Records for this exercise:
··········

//! Parley CLI: scripted demo, outgoing calls and an auto-answering listener.

#![forbid(unsafe_code)]

use std::sync::Arc;
use std::time::Duration;

use anyhow::{anyhow, Result};
use clap::{Parser, Subcommand, ValueEnum};
use parley_call::{CallConfig, CallView, Direction};
use parley_client::{run_demo, wait_for_view, DemoOptions, DemoPeers, GatewaySession};
use parley_common::{CallStatus, MediaKind};
use parley_media::{ScreenSelector, SyntheticBackend};
use parley_rtc::RtcPeerFactory;
use tracing::{info, warn};

#[derive(Parser, Debug)]
#[command(name = "parley")]
#[command(about = "Parley call client")]
struct Args {
    /// Gateway base URL
    #[arg(long, env = "PARLEY_GATEWAY_URL", default_value = "http://127.0.0.1:3000", global = true)]
    gateway: String,

    /// Local user id
    #[arg(long, env = "PARLEY_USER", global = true)]
    user: Option<String>,

    #[command(subcommand)]
    command: Command,
}

#[derive(Clone, Copy, Debug, ValueEnum)]
enum Media {
    Video,
    Audio,
}

impl From<Media> for MediaKind {
    fn from(media: Media) -> Self {
        match media {
            Media::Video => MediaKind::Video,
            Media::Audio => MediaKind::Audio,
        }
    }
}

#[derive(Subcommand, Debug)]
enum Command {
    /// Run a scripted call between two in-process users
    Demo {
        #[arg(long, value_enum, default_value = "video")]
        media: Media,
        /// Seconds spent in each phase of the call
        #[arg(long, default_value_t = 2)]
        hold_secs: u64,
        #[arg(long)]
        no_screen_share: bool,
        /// Use the webrtc peer connection instead of the simulated one
        #[arg(long)]
        rtc: bool,
    },

    /// Call a user through the gateway
    Call {
        receiver: String,
        #[arg(long, value_enum, default_value = "video")]
        media: Media,
        /// Hang up after this many seconds once connected
        #[arg(long, default_value_t = 30)]
        duration_secs: u64,
        /// Share the first screen source once connected
        #[arg(long)]
        share_screen: bool,
    },

    /// Wait for incoming calls and answer them
    Listen {
        /// Exit after the first call ends
        #[arg(long)]
        once: bool,
    },
}

fn local_user(args_user: Option<String>) -> Result<String> {
    args_user.ok_or_else(|| anyhow!("set --user or PARLEY_USER"))
}

async fn connect(gateway: &str, user: &str) -> Result<GatewaySession> {
    let config = CallConfig::from_env();
    let peers = Arc::new(RtcPeerFactory::new()?);
    GatewaySession::connect(
        gateway,
        user,
        config,
        Arc::new(SyntheticBackend::new()),
        peers,
    )
    .await
}

fn describe(view: &CallView) -> String {
    match (&view.call, &view.end_reason) {
        (Some(call), Some(reason)) => format!("call {} {} ({})", call.id, call.status, reason),
        (Some(call), None) => format!("call {} {}", call.id, call.status),
        (None, _) => "idle".to_string(),
    }
}

async fn run_call(
    gateway: &str,
    user: &str,
    receiver: &str,
    media: MediaKind,
    duration: Duration,
    share_screen: bool,
) -> Result<()> {
    let session = connect(gateway, user).await?;
    let controller = &session.controller;
    let mut views = controller.subscribe();

    let id = controller.place_call(receiver, media).await?;
    info!("calling {} (call {})", receiver, id);

    let view = wait_for_view(&mut views, Duration::from_secs(120), "answer", |v| {
        v.call_id() == Some(id)
            && v.status()
                .is_some_and(|s| s == CallStatus::Connected || s.is_terminal())
    })
    .await?;
    if view.status() != Some(CallStatus::Connected) {
        return Err(anyhow!("{}", describe(&view)));
    }
    info!("{}", describe(&view));

    if share_screen {
        if let Err(e) = controller.start_screen_share(ScreenSelector::First).await {
            warn!("screen share failed: {}", e);
        }
    }

    tokio::select! {
        _ = tokio::time::sleep(duration) => {
            controller.end_call(id).await?;
        }
        _ = tokio::signal::ctrl_c() => {
            controller.end_call(id).await?;
        }
        ended = wait_for_view(&mut views, Duration::MAX, "hangup", |v| {
            v.status().is_some_and(|s| s.is_terminal())
        }) => {
            info!("{}", describe(&ended?));
        }
    }
    controller.shutdown().await;
    Ok(())
}

async fn run_listen(gateway: &str, user: &str, once: bool) -> Result<()> {
    let session = connect(gateway, user).await?;
    let controller = &session.controller;
    let mut views = controller.subscribe();
    info!("{} is listening for calls", user);

    loop {
        tokio::select! {
            changed = views.changed() => {
                if changed.is_err() {
                    break;
                }
            }
            _ = tokio::signal::ctrl_c() => break,
        }
        let view = views.borrow_and_update().clone();
        info!("{}", describe(&view));
        match (view.status(), view.direction, view.call_id()) {
            (Some(CallStatus::Ringing), Some(Direction::Incoming), Some(id)) => {
                info!("answering call {} from {:?}", id, view.remote_user);
                if let Err(e) = controller.accept_call(id).await {
                    warn!("could not answer call {}: {}", id, e);
                }
            }
            (Some(status), _, _) if status.is_terminal() && once => break,
            _ => {}
        }
    }
    controller.shutdown().await;
    Ok(())
}

#[tokio::main]
async fn main() -> Result<()> {
    parley_common::init_tracing();
    dotenv::dotenv().ok();

    let args = Args::parse();

    match args.command {
        Command::Demo {
            media,
            hold_secs,
            no_screen_share,
            rtc,
        } => {
            let options = DemoOptions {
                media_kind: media.into(),
                share_screen: !no_screen_share,
                hold: Duration::from_secs(hold_secs),
                peers: if rtc { DemoPeers::Rtc } else { DemoPeers::Simulated },
            };
            let report = run_demo(options, CallConfig::from_env()).await?;
            println!("Caller statuses:      {:?}", report.caller_statuses);
            println!("Callee statuses:      {:?}", report.callee_statuses);
            println!("Remote saw screen:    {}", report.remote_saw_screen);
            println!("Renegotiation offers: {}", report.renegotiation_offers);
            println!("Live tracks after:    {}", report.live_tracks_after);
        }
        Command::Call {
            receiver,
            media,
            duration_secs,
            share_screen,
        } => {
            let user = local_user(args.user)?;
            run_call(
                &args.gateway,
                &user,
                &receiver,
                media.into(),
                Duration::from_secs(duration_secs),
                share_screen,
            )
            .await?;
        }
        Command::Listen { once } => {
            let user = local_user(args.user)?;
            run_listen(&args.gateway, &user, once).await?;
        }
    }

    Ok(())
}
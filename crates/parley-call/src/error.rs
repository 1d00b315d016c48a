//! Error taxonomy for the call core.

use std::time::Duration;

use parley_common::{CallId, CallStatus, UserId};
use parley_media::MediaError;
use thiserror::Error;

/// Failures of the signaling transport.
#[derive(Debug, Clone, PartialEq, Eq, Error)]
pub enum SignalingError {
    #[error("peer {0} is not reachable")]
    PeerUnreachable(UserId),
    #[error("signaling channel closed")]
    Closed,
    #[error("user {0} already has a subscriber")]
    AlreadySubscribed(UserId),
    #[error("transport error: {0}")]
    Transport(String),
}

/// Failures of the call record store.
#[derive(Debug, Clone, PartialEq, Eq, Error)]
pub enum StoreError {
    #[error("call {0} not found")]
    NotFound(CallId),
    #[error("call {id}: illegal status change {from} -> {to}")]
    IllegalTransition {
        id: CallId,
        from: CallStatus,
        to: CallStatus,
    },
    #[error("store backend error: {0}")]
    Backend(String),
}

/// Failures reported by the native peer-connection primitive.
#[derive(Debug, Clone, PartialEq, Eq, Error)]
pub enum PeerError {
    #[error("operation {op} invalid in signaling state {state}")]
    InvalidState { op: &'static str, state: String },
    #[error("unknown sender {0}")]
    UnknownSender(u32),
    #[error("peer connection closed")]
    Closed,
    #[error("malformed session description: {0}")]
    BadDescription(String),
    #[error("native error: {0}")]
    Native(String),
}

#[derive(Debug, Error)]
pub enum CallError {
    /// Capture failed and the local policy requires media.
    #[error("no local media available")]
    NoLocalMedia,
    #[error("media unavailable: {0}")]
    MediaUnavailable(#[from] MediaError),
    #[error("peer {0} is unreachable")]
    PeerUnreachable(UserId),
    #[error("negotiation conflict on call {0}")]
    NegotiationConflict(CallId),
    #[error("renegotiation did not settle within {0:?}")]
    RenegotiationTimeout(Duration),
    #[error("ICE connectivity failed on call {0}")]
    IceFailed(CallId),
    #[error("stale message: {0}")]
    StaleMessage(String),
    #[error("no active call")]
    NoActiveCall,
    #[error("unknown call {0}")]
    UnknownCall(CallId),
    #[error("call {id} is {status}; cannot {op}")]
    InvalidState {
        id: CallId,
        status: CallStatus,
        op: &'static str,
    },
    #[error("another call ({0}) is active")]
    Busy(CallId),
    #[error("an operation on call {0} is already in flight")]
    InFlight(CallId),
    #[error(transparent)]
    Signaling(#[from] SignalingError),
    #[error(transparent)]
    Store(#[from] StoreError),
    #[error(transparent)]
    Peer(#[from] PeerError),
}

pub type Result<T> = std::result::Result<T, CallError>;
impl NegotiationEngine {
    pub fn new(
        call_id: CallId,
        local_user: impl Into<UserId>,
        remote_user: impl Into<UserId>,
        role: Role,
        peer: Arc<dyn PeerConnection>,
        channel: Arc<dyn SignalingChannel>,
    ) -> Self {
        Self {
            call_id,
            local_user: local_user.into(),
            remote_user: remote_user.into(),
            role,
            peer,
            channel,
            senders: HashMap::new(),
            pending: None,
            outstanding_offer: None,
            remote_description_set: false,
            initial_exchange_done: false,
            pending_candidates: Vec::new(),
            stats: NegotiationStats::default(),
            closed: false,
        }
    }

    pub fn call_id(&self) -> CallId {
        self.call_id
    }

    pub fn role(&self) -> Role {
        self.role
    }

    pub fn signaling_state(&self) -> SignalingState {
        self.peer.signaling_state()
    }

    pub fn ice_state(&self) -> IceState {
        self.peer.ice_state()
    }

    pub fn stats(&self) -> NegotiationStats {
        self.stats
    }

    pub fn pending(&self) -> Option<RenegotiationPending> {
        self.pending
    }

    pub fn is_closed(&self) -> bool {
        self.closed
    }

    pub fn snapshot(&self) -> NegotiationSnapshot {
        NegotiationSnapshot {
            role: self.role,
            signaling_state: self.signaling_state(),
            ice_state: self.ice_state(),
            pending: self.pending,
            stats: self.stats,
        }
    }

    /// No local change waiting, no offer outstanding and the connection is stable.
    pub fn is_settled(&self) -> bool {
        self.pending.is_none()
            && self.outstanding_offer.is_none()
            && self.signaling_state() == SignalingState::Stable
    }

    /// Attach local capture tracks, one sender per kind.
    pub async fn add_local_tracks(&mut self, tracks: &[MediaTrack]) -> Result<()> {
        for track in tracks {
            if self.senders.contains_key(&track.kind()) {
                debug!(
                    "call {}: already sending {:?}, skipping track {}",
                    self.call_id,
                    track.kind(),
                    track.id()
                );
                continue;
            }
            let id = self.peer.add_track(track).await?;
            self.senders.insert(
                track.kind(),
                SenderSlot {
                    id,
                    track: Some(track.clone()),
                    state: SlotState::Local,
                    initial: !self.initial_exchange_done,
                },
            );
        }
        Ok(())
    }

    /// Create, apply and send an offer. Only valid while `Stable`.
    pub async fn create_offer(&mut self) -> Result<()> {
        self.ensure_open()?;
        if self.signaling_state() != SignalingState::Stable {
            return Err(CallError::NegotiationConflict(self.call_id));
        }
        let offer = self.peer.create_offer().await?;
        self.peer.set_local_description(offer.clone()).await?;

        let payload = if self.initial_exchange_done {
            SignalPayload::RenegotiationOffer(offer)
        } else {
            SignalPayload::Offer(offer)
        };
        let message = self.message(payload);
        self.outstanding_offer = Some(message.id);
        self.pending = None;
        self.mark_senders(SlotState::Local, SlotState::Offered);
        self.stats.offers_sent += 1;
        info!(
            "call {}: sending {} to {}",
            self.call_id,
            message.kind(),
            self.remote_user
        );
        self.channel.send(message).await?;
        Ok(())
    }

    /// Apply a remote offer and answer it, resolving collisions by role.
    pub async fn handle_offer(&mut self, message: &SignalingMessage) -> Result<()> {
        self.ensure_open()?;
        let (desc, renegotiation) = match &message.payload {
            SignalPayload::Offer(desc) => (desc.clone(), false),
            SignalPayload::RenegotiationOffer(desc) => (desc.clone(), true),
            other => {
                return Err(CallError::StaleMessage(format!(
                    "{} is not an offer",
                    other.kind()
                )))
            }
        };

        match self.signaling_state() {
            SignalingState::Stable => {}
            SignalingState::HaveLocalOffer if self.role.yields_on_conflict() => {
                info!(
                    "call {}: offer collision, rolling back local offer",
                    self.call_id
                );
                self.peer.rollback().await?;
                self.stats.rollbacks += 1;
                self.outstanding_offer = None;
                self.mark_senders(SlotState::Offered, SlotState::Local);
                self.pending = Some(RenegotiationPending {
                    initiated_locally: true,
                });
            }
            SignalingState::HaveLocalOffer => {
                self.stats.conflicts_ignored += 1;
                warn!(
                    "call {}: offer collision, keeping local offer and ignoring {} from {}",
                    self.call_id,
                    message.kind(),
                    message.from_user_id
                );
                return Ok(());
            }
            state => {
                self.stats.stale_dropped += 1;
                debug!(
                    "call {}: dropping {} in state {}",
                    self.call_id,
                    message.kind(),
                    state
                );
                return Ok(());
            }
        }

        self.peer.set_remote_description(desc).await?;
        self.remote_description_set = true;
        self.flush_candidates().await;

        let answer = self.peer.create_answer().await?;
        self.peer.set_local_description(answer.clone()).await?;
        let payload = if renegotiation {
            SignalPayload::RenegotiationAnswer(answer)
        } else {
            SignalPayload::Answer(answer)
        };
        let reply = self.message(payload).in_reply_to(message.id);
        self.answered_remote_offer();
        self.stats.answers_sent += 1;
        debug!("call {}: answering {}", self.call_id, message.id);
        self.channel.send(reply).await?;

        self.resume_pending().await
    }

    /// Apply an answer to the outstanding offer. Anything else is stale and dropped.
    pub async fn handle_answer(&mut self, message: &SignalingMessage) -> Result<()> {
        self.ensure_open()?;
        let desc = match &message.payload {
            SignalPayload::Answer(desc) | SignalPayload::RenegotiationAnswer(desc) => desc.clone(),
            other => {
                return Err(CallError::StaleMessage(format!(
                    "{} is not an answer",
                    other.kind()
                )))
            }
        };

        let state = self.signaling_state();
        let answers_outstanding = match message.reply_to {
            Some(offer) => self.outstanding_offer == Some(offer),
            None => self.outstanding_offer.is_some(),
        };
        if state != SignalingState::HaveLocalOffer || !answers_outstanding {
            self.stats.stale_dropped += 1;
            debug!(
                "call {}: dropping stale {} in state {}",
                self.call_id,
                message.kind(),
                state
            );
            return Ok(());
        }

        self.peer.set_remote_description(desc).await?;
        self.remote_description_set = true;
        self.outstanding_offer = None;
        self.initial_exchange_done = true;
        self.mark_senders(SlotState::Offered, SlotState::Negotiated);
        self.flush_candidates().await;
        debug!("call {}: offer answered, stable", self.call_id);

        self.resume_pending().await
    }

    /// Apply a remote candidate, or buffer it until a remote description exists.
    pub async fn handle_ice_candidate(&mut self, candidate: IceCandidate) -> Result<()> {
        self.ensure_open()?;
        if !self.remote_description_set {
            self.stats.candidates_buffered += 1;
            self.pending_candidates.push(candidate);
            return Ok(());
        }
        if let Err(e) = self.peer.add_ice_candidate(candidate).await {
            warn!("call {}: rejected remote candidate: {}", self.call_id, e);
        }
        Ok(())
    }

    /// Trickle a locally gathered candidate to the remote side.
    pub async fn send_local_candidate(&mut self, candidate: IceCandidate) -> Result<()> {
        self.ensure_open()?;
        let message = self.message(SignalPayload::IceCandidate(candidate));
        self.channel.send(message).await?;
        Ok(())
    }

    /// Put a screen track on the wire. Replaces the video sender's track when
    /// the remote side knows or is about to learn of that sender, otherwise
    /// adds a sender and marks a renegotiation pending.
    pub async fn attach_screen(&mut self, track: &MediaTrack) -> Result<ScreenAttach> {
        self.ensure_open()?;
        let first_exchange_open = !self.initial_exchange_done;
        match self.senders.get_mut(&TrackKind::Video) {
            Some(slot)
                if slot.state != SlotState::Local || (slot.initial && first_exchange_open) =>
            {
                self.peer.replace_track(slot.id, Some(track)).await?;
                slot.track = Some(track.clone());
                info!("call {}: screen replaces video sender track", self.call_id);
                return Ok(ScreenAttach::Replaced);
            }
            // Left over from an abandoned attempt; the remote side never learned of it.
            Some(slot) => {
                self.peer.replace_track(slot.id, Some(track)).await?;
                slot.track = Some(track.clone());
            }
            None => {
                let id = self.peer.add_track(track).await?;
                self.senders.insert(
                    TrackKind::Video,
                    SenderSlot {
                        id,
                        track: Some(track.clone()),
                        state: SlotState::Local,
                        initial: false,
                    },
                );
            }
        }
        self.pending = Some(RenegotiationPending {
            initiated_locally: true,
        });
        info!(
            "call {}: screen needs a new video sender, renegotiating",
            self.call_id
        );
        Ok(ScreenAttach::NeedsRenegotiation)
    }

    /// Take the screen off the video sender, restoring `restore` (or nothing).
    /// Never renegotiates.
    pub async fn detach_screen(&mut self, restore: Option<&MediaTrack>) -> Result<()> {
        self.ensure_open()?;
        if let Some(slot) = self.senders.get_mut(&TrackKind::Video) {
            self.peer.replace_track(slot.id, restore).await?;
            slot.track = restore.cloned();
        }
        Ok(())
    }

    /// One step of waiting for a pending change to settle. Offers as soon as
    /// the connection is stable. Returns whether everything has settled.
    pub async fn step_renegotiation(&mut self) -> Result<bool> {
        self.ensure_open()?;
        if self.pending.is_some() && self.signaling_state() == SignalingState::Stable {
            self.create_offer().await?;
        }
        Ok(self.is_settled())
    }

    /// Give up on an unsettled change: drop it and roll back our offer if one is out.
    pub async fn abandon_renegotiation(&mut self) -> Result<()> {
        self.pending = None;
        if self.outstanding_offer.take().is_some()
            && self.signaling_state() == SignalingState::HaveLocalOffer
        {
            self.peer.rollback().await?;
            self.stats.rollbacks += 1;
            self.mark_senders(SlotState::Offered, SlotState::Local);
            info!("call {}: abandoned renegotiation rolled back", self.call_id);
        }
        Ok(())
    }

    pub async fn close(&mut self) {
        if self.closed {
            return;
        }
        self.closed = true;
        self.pending = None;
        self.outstanding_offer = None;
        self.pending_candidates.clear();
        if let Err(e) = self.peer.close().await {
            warn!("call {}: error closing peer connection: {}", self.call_id, e);
        }
        debug!("call {}: negotiation closed", self.call_id);
    }

    fn mark_senders(&mut self, from: SlotState, to: SlotState) {
        for slot in self.senders.values_mut().filter(|slot| slot.state == from) {
            slot.state = to;
        }
    }

    /// An answer only covers senders the remote offer already described.
    fn answered_remote_offer(&mut self) {
        self.initial_exchange_done = true;
        for slot in self.senders.values_mut().filter(|slot| slot.initial) {
            slot.state = SlotState::Negotiated;
        }
    }

    async fn resume_pending(&mut self) -> Result<()> {
        let locally_pending = self.pending.is_some_and(|p| p.initiated_locally);
        if locally_pending && self.signaling_state() == SignalingState::Stable {
            debug!("call {}: re-issuing pending local change", self.call_id);
            self.create_offer().await?;
        }
        Ok(())
    }

    async fn flush_candidates(&mut self) {
        for candidate in std::mem::take(&mut self.pending_candidates) {
            if let Err(e) = self.peer.add_ice_candidate(candidate).await {
                warn!("call {}: rejected buffered candidate: {}", self.call_id, e);
            }
        }
    }

    fn ensure_open(&self) -> Result<()> {
        if self.closed {
            return Err(PeerError::Closed.into());
        }
        Ok(())
    }

    fn message(&self, payload: SignalPayload) -> SignalingMessage {
        SignalingMessage::new(
            self.call_id,
            self.local_user.clone(),
            self.remote_user.clone(),
            payload,
        )
    }
}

··········

Exercise: All lines of the data that hold "RenegotiationPending" need to be copied.

Written answer:
    pub fn pending(&self) -> Option<RenegotiationPending> {
                self.pending = Some(RenegotiationPending {
        self.pending = Some(RenegotiationPending {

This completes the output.